La Nothomb passerà poi alla figura di Pierre, il nonno ed ancora al concetto di educazione che non è lo stesso che possiamo ravvisare in altri luoghi e famiglie. Come tanti e come tutti Patrick sbaglierà, cadrà, si rialzerà, la strada che lo porterà alla carriera diplomatica sarà ben particolare ma intrisa di verità. Perché alla fine anche il negoziare ha un suo perché e un suo svilupparsi tra retroscena, compromessi, giustizie a metà e bicchieri tanto pieni quanto mezzi vuoti.
«Sopravvivere all’infanzia restava un’esperienza darwiniana per i figli di Pierre Nothomb.»
Narrato in prima persona, “Primo sangue” è uno scritto che rispetta e si conforma a tutti i canoni e le impostazioni proprie della narratrice.

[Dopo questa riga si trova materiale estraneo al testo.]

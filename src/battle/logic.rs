//! Pure battle outcome resolution.
//!
//! No side effects and no entropy: given both sides' element and effective
//! protection fraction plus the wager, the result is fully determined.
//! Subtle sign or rounding mistakes here silently corrupt a persistent
//! economy, so every delta is floored exactly once and reused.

use super::types::{BattleOutcome, Winner};
use crate::elements::Element;

/// Resolves one battle.
///
/// `player_fraction` / `opponent_fraction` are the effective protection
/// fractions of each side's selected elemental (0.0 if none).
///
/// Differing elements: dominance decides the winner, and the loser's own
/// elemental shields `floor(wager * loser_fraction)` of the loss. The
/// remainder transfers zero-sum to the winner.
///
/// Equal elements: the strictly higher fraction wins and the transfer is
/// `floor(wager * |difference|)`; equal fractions draw with zero movement.
pub fn resolve_outcome(
    player_element: Element,
    player_fraction: f64,
    opponent_element: Element,
    opponent_fraction: f64,
    wager: u32,
) -> BattleOutcome {
    if player_element == opponent_element {
        resolve_same_element(player_fraction, opponent_fraction, wager)
    } else if player_element.defeats(opponent_element) {
        resolve_dominance(true, opponent_fraction, wager)
    } else {
        resolve_dominance(false, player_fraction, wager)
    }
}

/// Elements differ: dominance picked a side, `loser_fraction` shields the
/// losing one.
fn resolve_dominance(player_won: bool, loser_fraction: f64, wager: u32) -> BattleOutcome {
    let protection_saved = floor_fraction(wager, loser_fraction);
    let transfer = i64::from(wager - protection_saved);
    if player_won {
        BattleOutcome {
            winner: Winner::Player,
            player_mana_change: transfer,
            opponent_mana_change: -transfer,
            protection_saved,
        }
    } else {
        BattleOutcome {
            winner: Winner::Opponent,
            player_mana_change: -transfer,
            opponent_mana_change: transfer,
            protection_saved,
        }
    }
}

/// Equal elements: elemental power breaks the tie.
fn resolve_same_element(
    player_fraction: f64,
    opponent_fraction: f64,
    wager: u32,
) -> BattleOutcome {
    if player_fraction == opponent_fraction {
        return BattleOutcome {
            winner: Winner::Draw,
            player_mana_change: 0,
            opponent_mana_change: 0,
            protection_saved: 0,
        };
    }

    let transfer = i64::from(floor_fraction(
        wager,
        (player_fraction - opponent_fraction).abs(),
    ));
    if player_fraction > opponent_fraction {
        BattleOutcome {
            winner: Winner::Player,
            player_mana_change: transfer,
            opponent_mana_change: -transfer,
            // What the opponent's elemental absorbed relative to an
            // unprotected loss
            protection_saved: floor_fraction(wager, opponent_fraction),
        }
    } else {
        BattleOutcome {
            winner: Winner::Opponent,
            player_mana_change: -transfer,
            opponent_mana_change: transfer,
            protection_saved: floor_fraction(wager, player_fraction),
        }
    }
}

/// `floor(wager * fraction)` computed once at the point of use.
fn floor_fraction(wager: u32, fraction: f64) -> u32 {
    (f64::from(wager) * fraction).floor() as u32
}

#[cfg(test)]
mod tests {
    use super::*;
    use crate::elementals::ElementalRarity;

    fn fraction(rarity: ElementalRarity) -> f64 {
        rarity.base_protection()
    }

    #[test]
    fn test_element_battle_without_elementals() {
        // Earth beats water: full wager transfers
        let outcome = resolve_outcome(Element::Earth, 0.0, Element::Water, 0.0, 100);
        assert_eq!(outcome.winner, Winner::Player);
        assert_eq!(outcome.player_mana_change, 100);
        assert_eq!(outcome.opponent_mana_change, -100);
        assert_eq!(outcome.protection_saved, 0);
    }

    #[test]
    fn test_loser_elemental_shields_loss() {
        // Water loses to earth; the player's epic elemental absorbs 40%
        let outcome = resolve_outcome(
            Element::Water,
            fraction(ElementalRarity::Epic),
            Element::Earth,
            0.0,
            100,
        );
        assert_eq!(outcome.winner, Winner::Opponent);
        assert_eq!(outcome.player_mana_change, -60);
        assert_eq!(outcome.opponent_mana_change, 60);
        assert_eq!(outcome.protection_saved, 40);
    }

    #[test]
    fn test_winner_elemental_does_not_shield() {
        // The winning side's elemental contributes nothing to the transfer
        let outcome = resolve_outcome(
            Element::Earth,
            fraction(ElementalRarity::Immortal),
            Element::Water,
            0.0,
            100,
        );
        assert_eq!(outcome.winner, Winner::Player);
        assert_eq!(outcome.player_mana_change, 100);
        assert_eq!(outcome.protection_saved, 0);
    }

    #[test]
    fn test_same_element_higher_fraction_wins() {
        // Fire vs fire, epic (0.4) against rare (0.2): transfer is the gap
        let outcome = resolve_outcome(
            Element::Fire,
            fraction(ElementalRarity::Epic),
            Element::Fire,
            fraction(ElementalRarity::Rare),
            100,
        );
        assert_eq!(outcome.winner, Winner::Player);
        assert_eq!(outcome.player_mana_change, 20);
        assert_eq!(outcome.opponent_mana_change, -20);
        assert_eq!(outcome.protection_saved, 20);
    }

    #[test]
    fn test_same_element_equal_fractions_draw() {
        let outcome = resolve_outcome(
            Element::Water,
            fraction(ElementalRarity::Rare),
            Element::Water,
            fraction(ElementalRarity::Rare),
            100,
        );
        assert_eq!(outcome.winner, Winner::Draw);
        assert_eq!(outcome.player_mana_change, 0);
        assert_eq!(outcome.opponent_mana_change, 0);
        assert_eq!(outcome.protection_saved, 0);
    }

    #[test]
    fn test_same_element_no_elementals_draw() {
        let outcome = resolve_outcome(Element::Fire, 0.0, Element::Fire, 0.0, 500);
        assert_eq!(outcome.winner, Winner::Draw);
        assert_eq!(outcome.player_mana_change, 0);
    }

    #[test]
    fn test_same_element_loser_without_elemental_reports_zero_saved() {
        let outcome = resolve_outcome(
            Element::Fire,
            fraction(ElementalRarity::Rare),
            Element::Fire,
            0.0,
            100,
        );
        assert_eq!(outcome.winner, Winner::Player);
        assert_eq!(outcome.player_mana_change, 20);
        assert_eq!(outcome.protection_saved, 0);
    }

    #[test]
    fn test_high_wager_immortal_protection() {
        // Fire with an immortal (0.8) loses to water at a 500 wager
        let outcome = resolve_outcome(
            Element::Fire,
            fraction(ElementalRarity::Immortal),
            Element::Water,
            0.0,
            500,
        );
        assert_eq!(outcome.winner, Winner::Opponent);
        assert_eq!(outcome.player_mana_change, -100);
        assert_eq!(outcome.opponent_mana_change, 100);
        assert_eq!(outcome.protection_saved, 400);
    }

    #[test]
    fn test_zero_wager_still_reports_winner() {
        let outcome = resolve_outcome(Element::Earth, 0.0, Element::Water, 0.0, 0);
        assert_eq!(outcome.winner, Winner::Player);
        assert_eq!(outcome.player_mana_change, 0);
        assert_eq!(outcome.opponent_mana_change, 0);
        assert_eq!(outcome.protection_saved, 0);
    }

    #[test]
    fn test_zero_sum_transfer() {
        for player in Element::ALL {
            for opponent in Element::ALL {
                for wager in [0u32, 100, 300, 500] {
                    let outcome = resolve_outcome(player, 0.3, opponent, 0.1, wager);
                    assert_eq!(
                        outcome.player_mana_change + outcome.opponent_mana_change,
                        0,
                        "deltas must mirror for {:?} vs {:?}",
                        player,
                        opponent
                    );
                }
            }
        }
    }

    #[test]
    fn test_protection_and_delta_bounds() {
        let fractions = [0.0, 0.1, 0.2, 0.4, 0.8, 0.9];
        for pf in fractions {
            for of in fractions {
                for wager in [0u32, 100, 500] {
                    let outcome =
                        resolve_outcome(Element::Fire, pf, Element::Water, of, wager);
                    assert!(outcome.protection_saved <= wager);
                    assert!(outcome.player_mana_change.unsigned_abs() <= u64::from(wager));
                    assert!(outcome.opponent_mana_change.unsigned_abs() <= u64::from(wager));
                }
            }
        }
    }

    #[test]
    fn test_fractional_results_floor_once() {
        // 0.15 of 333 is 49.95: protection floors to 49, transfer is 284
        let outcome = resolve_outcome(Element::Water, 0.15, Element::Earth, 0.0, 333);
        assert_eq!(outcome.protection_saved, 49);
        assert_eq!(outcome.player_mana_change, -284);
        assert_eq!(outcome.opponent_mana_change, 284);
    }
}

Non supera le 128 pagine, è sviluppato in modo fluente, non mancano tematiche ricorrenti, non manca l’introspezione e la memoria.
Il risultato sarà quello di uno scritto godibile, perfettamente nothombiano, sufficientemente distaccato ma anche un omaggio in piena regola.
«Nonostante il bagno di sangue, Patrick Nothomb non svenne. Mai sottovalutare l’istinto di sopravvivenza. Come nove ostaggi su dieci, fu annoverato tra i superstiti.»